Ten Leaders to Avoid Becoming - Part Two
Your enterprise will rise or fall on the strength of your leadership team. Let me know if you've ever seen any of these characters and how you dealt with them. Busy Barry: Barry is too busy to stop and listen to his people. He expects people to understand that as a leader, he has a lot on his plate, and no time to stop and hear them out. By doing so, he elevates himself above his people, who also lead busy lives. By engaging in this behavior, he repels good people and breaks down the organization. Dictating Donald: Donald is a non-participatory leader- he doesn’t allow others to participate in his leadership decisions. He practices “top-down” leadership. Donald’s mantra is: “When I need your opinion, I’ll tell you it.” Because of this, Donald is one of the most dangerous leaders of all. He is the leader no one approaches because he already knows everything. He is not open to feedback, suggestions or constructive criticism. Because Donald is blind, he’s unaware of his negative impact on his people and productivity until it’s too late. Selfish Sally: Sally hates to share information or knowledge with her team. Her feeling is that if she tells everyone what she knows, she won’t be needed. For this reason, she also struggles with sharing credit when a teammate accomplishes something praiseworthy. Sally fails to understand that the team is only as good as the strength of its members. For any organization to grow, its leaders must develop a leadership pipeline – a source of identifying, and developing new leaders. This is the life line of all growing organizations. True leaders are the most generous and selfless with their resources and knowledge.

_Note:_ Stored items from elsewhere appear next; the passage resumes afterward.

use crate::parsed_types::Name;
use crate::parsed_types::Variable;

/// A term, i.e. a [`Name`], [`Variable`].
#[derive(Debug, Clone, Eq, PartialEq)]
pub enum Term {
    Name(Name),
    Variable(Variable),
}

impl Term {
    pub const fn new_name(name: Name) -> Self {
        Self::Name(name)
    }

    pub const fn new_variable(var: Variable) -> Self {
        Self::Variable(var)
    }
}

impl From<Name> for Term {
    fn from(value: Name) -> Self {
        Self::Name(value)
    }
}

impl From<Variable> for Term {
    fn from(value: Variable) -> Self {
        Self::Variable(value)
    }
}
//! Contains types.

use crate::parsed_types::iterators::FlatteningIntoIterator;
use crate::parsed_types::Name;
use std::ops::Deref;

/// The `object` type.
pub const TYPE_OBJECT: PrimitiveType = PrimitiveType(Name::new_static("object"));

/// A primitive type.
///
/// ## Requirements
/// Requires [Typing](crate::Requirement::Typing).
#[derive(Debug, Clone, Eq, PartialEq, Hash, Default)]
pub struct PrimitiveType(Name);

impl PrimitiveType {
    pub fn name(&self) -> &Name {
        &self.0
    }
}

/// A type selection from `<primitive-type> | (either <primitive-type>)`.
///
/// ## Requirements
/// Requires [Typing](crate::Requirement::Typing).
#[derive(Debug, Clone, Eq, PartialEq)]
pub enum Type {
    /// The type is exactly this named type.
    Exactly(PrimitiveType),
    /// The type is either of these named types..
    EitherOf(Vec<PrimitiveType>),
}

impl Type {
    /// The predefined type `object`.
    pub const OBJECT: Type = Type::Exactly(TYPE_OBJECT);

    pub fn len(&self) -> usize {
        match self {
            Type::Exactly(_) => 1,
            Type::EitherOf(v) => v.len(),
        }
    }

    pub fn get_primitive(&self) -> Option<&PrimitiveType> {
        match self {
            Type::Exactly(p) => Some(p),
            _ => None,
        }
    }
}

impl PrimitiveType {
    pub fn new(name: Name) -> Self {
        Self(name)
    }
}

impl Default for Type {
    fn default() -> Self {
        Self::Exactly(TYPE_OBJECT)
    }
}

impl From<&str> for Type {
    fn from(value: &str) -> Self {
        Self::Exactly(value.into())
    }
}

impl From<Vec<&str>> for Type {
    fn from(value: Vec<&str>) -> Self {
        Self::EitherOf(value.iter().map(|&x| PrimitiveType::from(x)).collect())
    }
}

impl From<PrimitiveType> for Type {
    fn from(value: PrimitiveType) -> Self {
        Self::Exactly(value)
    }
}

impl From<Vec<PrimitiveType>> for Type {
    fn from(value: Vec<PrimitiveType>) -> Self {
        Self::EitherOf(value)
    }
}

impl<'a, P> FromIterator<P> for Type
where
    P: Into<PrimitiveType>,
{
    fn from_iter<T: IntoIterator<Item = P>>(iter: T) -> Self {
        Self::EitherOf(iter.into_iter().map(|x| x.into()).collect())
    }
}

impl<'a, T> From<T> for PrimitiveType
where
    T: Into<Name>,
{
    #[inline(always)]
    fn from(value: T) -> Self {
        PrimitiveType::new(value.into())
    }
}

impl AsRef<str> for PrimitiveType {
    fn as_ref(&self) -> &str {
        &self.0
    }
}

impl Deref for PrimitiveType {
    type Target = str;

    fn deref(&self) -> &Self::Target {
        &self.0
    }
}

impl IntoIterator for Type {
    type Item = PrimitiveType;
    type IntoIter = FlatteningIntoIterator<Self::Item>;

    fn into_iter(self) -> Self::IntoIter {
        match self {
            Type::Exactly(item) => FlatteningIntoIterator::new(item),
            Type::EitherOf(vec) => FlatteningIntoIterator::new_vec(vec),
        }
    }
}

#[cfg(test)]
mod tests {
    use super::*;
    use crate::parsers::{Parser, Span};

    #[test]
    fn flatten_with_single_element_works() {
        let (_, t) = Type::parse(Span::new("object")).unwrap();

        let mut iter = t.into_iter();
        assert!(iter.next().is_some());
        assert!(iter.next().is_none());
    }

    #[test]
    fn flatten_with_many_elements_works() {
        let (_, t) = Type::parse(Span::new("(either object number)")).unwrap();

        let mut iter = t.into_iter();
        assert!(iter.next().is_some());
        assert!(iter.next().is_some());
        assert!(iter.next().is_none());
    }
}
//! Provides parsers for constant definitions.

use crate::parsed_types::Types;
use crate::parsers::{parse_name, prefix_expr, typed_list, ParseResult, Span};
use nom::combinator::map;

/// Parses type definitions, i.e. `(:types <typed list (name)>)`.
///
/// ## Example
/// ```
/// # use lazylifted::parsers::{parse_type_definitions, preamble::*};
/// # use lazylifted::*;
/// let input = "(:types location physob)";
/// assert!(parse_type_definitions(input).is_value(
///     Types::new(TypedList::from_iter([
///         Typed::new(Name::from("location"), Type::OBJECT),
///         Typed::new(Name::from("physob"), Type::OBJECT),
///     ]))
/// ));
/// ```
pub fn parse_type_definitions<'a, T: Into<Span<'a>>>(input: T) -> ParseResult<'a, Types> {
    map(prefix_expr(":types", typed_list(parse_name)), |vec| {
        Types::new(vec)
    })(input.into())
}

impl crate::parsers::Parser for Types {
    type Item = Types;

    /// See [`parse_type_definitions`].
    fn parse<'a, S: Into<Span<'a>>>(input: S) -> ParseResult<'a, Self::Item> {
        parse_type_definitions(input)
    }
}
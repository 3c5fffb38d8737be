//! Provides predicate definitions.

use crate::parsed_types::PredicateName;
use crate::parsed_types::{Name, TypedVariables};

/// Definition for a single predicate.
#[derive(Debug, Clone, Eq, PartialEq)]
pub struct PredicateDefinition {
    predicate: PredicateName,
    variables: TypedVariables,
}

impl PredicateDefinition {
    pub const fn new(predicate: PredicateName, formula: TypedVariables) -> Self {
        Self {
            predicate,
            variables: formula,
        }
    }

    pub fn name(&self) -> &Name {
        self.predicate.as_ref()
    }

    /// Gets a reference to the predicate.
    pub const fn predicate(&self) -> &PredicateName {
        &self.predicate
    }

    /// Gets a reference to the variables.
    pub fn variables(&self) -> &TypedVariables {
        &self.variables
    }
}

impl From<(PredicateName, TypedVariables)> for PredicateDefinition {
    fn from(value: (PredicateName, TypedVariables)) -> Self {
        PredicateDefinition::new(value.0, value.1)
    }
}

Insecure Iris: Iris actively opposes anyone she perceives as a threat to her position. She constructs active roadblocks to the progress of anyone she deems more talented than herself. Iris goes further than Sally, because not only does she fail to share information or resources; she takes affirmative steps to cut off another’s growth or progress. Iris’ effort to truncate other people's growth has the same effect on her organization.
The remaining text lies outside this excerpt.